- Task data -
--------

impl JudgeLine {
    pub fn new(index: usize, chart_tempo: &TempoMap, bpm_factor: f64) -> Self {
        let bpm_factor = if bpm_factor.is_finite() && bpm_factor > 0.0 {
            bpm_factor
        } else {
            warn!("Line {} has bpm factor {}; using 1.", index, bpm_factor);
            1.0
        };
        let tempo = if bpm_factor == 1.0 {
            chart_tempo.clone()
        } else {
            let points: Vec<(f64, f64)> = chart_tempo
                .points()
                .iter()
                .map(|p| (p.beat / bpm_factor, p.bpm / bpm_factor))
                .collect();
            TempoMap::from_points(&points)
        };
        Self {
            index,
            parent: None,
            bpm_factor,
            is_cover: true,
            z_order: 0,
            tempo,
            layers: BTreeMap::new(),
            extended: ExtendedTracks::default(),
            notes: Vec::new(),
            judge_window: JudgeWindow::default(),
            beat: 0.0,
            local: LineFrame::default(),
            world: LineFrame::default(),
            opacity: 0.0,
            color: None,
            text: None,
        }
    }

    #[inline(always)]
    pub fn line_beat(&self, beat: f64) -> f64 {
        beat / self.bpm_factor
    }

    /// Summed travel distance of every layer's speed track at `line_beat`.
    fn travel_distance_at(layers: &mut BTreeMap<LayerId, EventLayer>, line_beat: f64, tempo: &TempoMap) -> f64 {
        layers
            .values_mut()
            .filter_map(|layer| layer.speed.as_mut())
            .map(|speed| speed.travel_distance_at(line_beat, tempo))
            .sum()
    }

    /// Evaluates every track at `beat` into `local`; `world` is left to the arena.
    pub fn evaluate(&mut self, beat: f64) {
        let line_beat = self.line_beat(beat);
        self.beat = line_beat;

        let mut frame = LineFrame::default();
        for layer in self.layers.values_mut() {
            if let Some(track) = layer.alpha.as_mut() {
                frame.alpha += track.scalar_at(line_beat);
            }
            if let Some(track) = layer.move_x.as_mut() {
                frame.x += track.scalar_at(line_beat);
            }
            if let Some(track) = layer.move_y.as_mut() {
                frame.y += track.scalar_at(line_beat);
            }
            if let Some(track) = layer.rotate.as_mut() {
                frame.rotation_deg += track.scalar_at(line_beat);
            }
        }
        frame.travel_distance = Self::travel_distance_at(&mut self.layers, line_beat, &self.tempo);

        let ext = &mut self.extended;
        if let Some(track) = ext.scale_x.as_mut() {
            frame.scale_x = track.scalar_at(line_beat);
        }
        if let Some(track) = ext.scale_y.as_mut() {
            frame.scale_y = track.scalar_at(line_beat);
        }
        if let Some(track) = ext.incline.as_mut() {
            frame.incline = track.scalar_at(line_beat);
        }
        self.color = ext.color.as_mut().map(|track| track.value_at(line_beat));
        self.text = ext.text.as_mut().map(|track| track.value_at(line_beat));

        self.opacity = AlphaMode::from_alpha(frame.alpha).line_opacity();
        self.local = frame;
        self.world = frame;
    }

    /// Caches hit times and floor positions. Notes are sorted by start beat.
    pub fn prepare_notes(&mut self) {
        self.notes.sort_by(|a, b| a.start_beat.total_cmp(&b.start_beat));
        let mut layers = self.layers.clone();
        for note in &mut self.notes {
            note.hit_time = self.tempo.time_at(note.start_beat);
            note.end_time = self.tempo.time_at(note.end_beat);
            note.floor = Self::travel_distance_at(&mut layers, note.start_beat, &self.tempo);
        }
        // Tails in a second sweep so the cursors only walk forward per pass.
        for note in &mut self.notes {
            note.tail_floor = if note.is_hold() {
                Self::travel_distance_at(&mut layers, note.end_beat, &self.tempo)
            } else {
                note.floor
            };
        }
        debug!("Line {}: prepared {} notes.", self.index, self.notes.len());
    }

    pub fn alpha_mode(&self) -> AlphaMode {
        AlphaMode::from_alpha(self.world.alpha)
    }

    /// Splits `point - line origin` into `(along, perpendicular)` components.
    pub fn project(&self, point: [f64; 2]) -> (f64, f64) {
        let dx = point[0] - self.world.x;
        let dy = point[1] - self.world.y;
        let [ax, ay] = self.world.direction();
        let [nx, ny] = self.world.normal();
        (dx * ax + dy * ay, dx * nx + dy * ny)
    }

    /// Signed distance, in chart units, from the line to a note's head.
    pub fn note_distance(&self, note: &Note) -> f64 {
        (note.floor - self.world.travel_distance) * note.speed * DISTANCE_TO_CHART_UNITS + note.y_offset
    }

    pub fn note_tail_distance(&self, note: &Note) -> f64 {
        (note.tail_floor - self.world.travel_distance) * note.speed * DISTANCE_TO_CHART_UNITS
            + note.y_offset
    }

    /// Where a note's head sits in chart space.
    pub fn note_position(&self, note: &Note) -> [f64; 2] {
        let side = if note.above { 1.0 } else { -1.0 };
        let dist = self.note_distance(note) * side;
        let [ax, ay] = self.world.direction();
        let [nx, ny] = self.world.normal();
        [
            self.world.x + ax * note.position_x + nx * dist,
            self.world.y + ay * note.position_x + ny * dist,
        ]
    }

    pub fn is_note_visible(&self, note: &Note, song_time: f64) -> bool {
        let done = if note.is_hold() {
            note.state.judgment != Judgment::Unjudged && (!note.is_fake || song_time >= note.end_time)
        } else {
            note.state.judgment != Judgment::Unjudged || note.state.pending_perfect.is_some()
        };
        if done {
            return false;
        }
        if song_time < note.hit_time - note.visible_time {
            return false;
        }

        let dist = if note.is_hold() && song_time >= note.hit_time {
            self.note_tail_distance(note)
        } else {
            self.note_distance(note)
        };
        if self.is_cover && dist < 0.0 {
            return false;
        }

        match self.alpha_mode() {
            AlphaMode::Visible(_) => true,
            AlphaMode::Hidden => false,
            AlphaMode::BelowOnly => (if note.above { dist } else { -dist }) < 0.0,
            AlphaMode::RevealWithin(range) => dist <= range,
            AlphaMode::HideWithin(range) => dist > range,
        }
    }
}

--------

- What you will do -
Retype the whole listing above exactly.

- Result -
impl JudgeLine {
    pub fn new(index: usize, chart_tempo: &TempoMap, bpm_factor: f64) -> Self {
        let bpm_factor = if bpm_factor.is_finite() && bpm_factor > 0.0 {
            bpm_factor
        } else {
            warn!("Line {} has bpm factor {}; using 1.", index, bpm_factor);
            1.0
        };
        let tempo = if bpm_factor == 1.0 {
            chart_tempo.clone()
        } else {
            let points: Vec<(f64, f64)> = chart_tempo
                .points()
                .iter()
                .map(|p| (p.beat / bpm_factor, p.bpm / bpm_factor))
                .collect();
            TempoMap::from_points(&points)
        };
        Self {
            index,
            parent: None,
            bpm_factor,
            is_cover: true,
            z_order: 0,
            tempo,
            layers: BTreeMap::new(),
            extended: ExtendedTracks::default(),
            notes: Vec::new(),
            judge_window: JudgeWindow::default(),
            beat: 0.0,
            local: LineFrame::default(),
            world: LineFrame::default(),
            opacity: 0.0,
            color: None,
            text: None,
        }
    }

    #[inline(always)]
    pub fn line_beat(&self, beat: f64) -> f64 {
        beat / self.bpm_factor
    }

    /// Summed travel distance of every layer's speed track at `line_beat`.
    fn travel_distance_at(layers: &mut BTreeMap<LayerId, EventLayer>, line_beat: f64, tempo: &TempoMap) -> f64 {
        layers
            .values_mut()
            .filter_map(|layer| layer.speed.as_mut())
            .map(|speed| speed.travel_distance_at(line_beat, tempo))
            .sum()
    }

    /// Evaluates every track at `beat` into `local`; `world` is left to the arena.
    pub fn evaluate(&mut self, beat: f64) {
        let line_beat = self.line_beat(beat);
        self.beat = line_beat;

        let mut frame = LineFrame::default();
        for layer in self.layers.values_mut() {
            if let Some(track) = layer.alpha.as_mut() {
                frame.alpha += track.scalar_at(line_beat);
            }
            if let Some(track) = layer.move_x.as_mut() {
                frame.x += track.scalar_at(line_beat);
            }
            if let Some(track) = layer.move_y.as_mut() {
                frame.y += track.scalar_at(line_beat);
            }
            if let Some(track) = layer.rotate.as_mut() {
                frame.rotation_deg += track.scalar_at(line_beat);
            }
        }
        frame.travel_distance = Self::travel_distance_at(&mut self.layers, line_beat, &self.tempo);

        let ext = &mut self.extended;
        if let Some(track) = ext.scale_x.as_mut() {
            frame.scale_x = track.scalar_at(line_beat);
        }
        if let Some(track) = ext.scale_y.as_mut() {
            frame.scale_y = track.scalar_at(line_beat);
        }
        if let Some(track) = ext.incline.as_mut() {
            frame.incline = track.scalar_at(line_beat);
        }
        self.color = ext.color.as_mut().map(|track| track.value_at(line_beat));
        self.text = ext.text.as_mut().map(|track| track.value_at(line_beat));

        self.opacity = AlphaMode::from_alpha(frame.alpha).line_opacity();
        self.local = frame;
        self.world = frame;
    }

    /// Caches hit times and floor positions. Notes are sorted by start beat.
    pub fn prepare_notes(&mut self) {
        self.notes.sort_by(|a, b| a.start_beat.total_cmp(&b.start_beat));
        let mut layers = self.layers.clone();
        for note in &mut self.notes {
            note.hit_time = self.tempo.time_at(note.start_beat);
            note.end_time = self.tempo.time_at(note.end_beat);
            note.floor = Self::travel_distance_at(&mut layers, note.start_beat, &self.tempo);
        }
        // Tails in a second sweep so the cursors only walk forward per pass.
        for note in &mut self.notes {
            note.tail_floor = if note.is_hold() {
                Self::travel_distance_at(&mut layers, note.end_beat, &self.tempo)
            } else {
                note.floor
            };
        }
        debug!("Line {}: prepared {} notes.", self.index, self.notes.len());
    }

    pub fn alpha_mode(&self) -> AlphaMode {
        AlphaMode::from_alpha(self.world.alpha)
    }

    /// Splits `point - line origin` into `(along, perpendicular)` components.
    pub fn project(&self, point: [f64; 2]) -> (f64, f64) {
        let dx = point[0] - self.world.x;
        let dy = point[1] - self.world.y;
        let [ax, ay] = self.world.direction();
        let [nx, ny] = self.world.normal();
        (dx * ax + dy * ay, dx * nx + dy * ny)
    }

    /// Signed distance, in chart units, from the line to a note's head.
    pub fn note_distance(&self, note: &Note) -> f64 {
        (note.floor - self.world.travel_distance) * note.speed * DISTANCE_TO_CHART_UNITS + note.y_offset
    }

    pub fn note_tail_distance(&self, note: &Note) -> f64 {
        (note.tail_floor - self.world.travel_distance) * note.speed * DISTANCE_TO_CHART_UNITS
            + note.y_offset
    }

    /// Where a note's head sits in chart space.
    pub fn note_position(&self, note: &Note) -> [f64; 2] {
        let side = if note.above { 1.0 } else { -1.0 };
        let dist = self.note_distance(note) * side;
        let [ax, ay] = self.world.direction();
        let [nx, ny] = self.world.normal();
        [
            self.world.x + ax * note.position_x + nx * dist,
            self.world.y + ay * note.position_x + ny * dist,
        ]
    }

    pub fn is_note_visible(&self, note: &Note, song_time: f64) -> bool {
        let done = if note.is_hold() {
            note.state.judgment != Judgment::Unjudged && (!note.is_fake || song_time >= note.end_time)
        } else {
            note.state.judgment != Judgment::Unjudged || note.state.pending_perfect.is_some()
        };
        if done {
            return false;
        }
        if song_time < note.hit_time - note.visible_time {
            return false;
        }

        let dist = if note.is_hold() && song_time >= note.hit_time {
            self.note_tail_distance(note)
        } else {
            self.note_distance(note)
        };
        if self.is_cover && dist < 0.0 {
            return false;
        }

        match self.alpha_mode() {
            AlphaMode::Visible(_) => true,
            AlphaMode::Hidden => false,
            AlphaMode::BelowOnly => (if note.above { dist } else { -dist }) < 0.0,
            AlphaMode::RevealWithin(range) => dist <= range,
            AlphaMode::HideWithin(range) => dist > range,
        }
    }
}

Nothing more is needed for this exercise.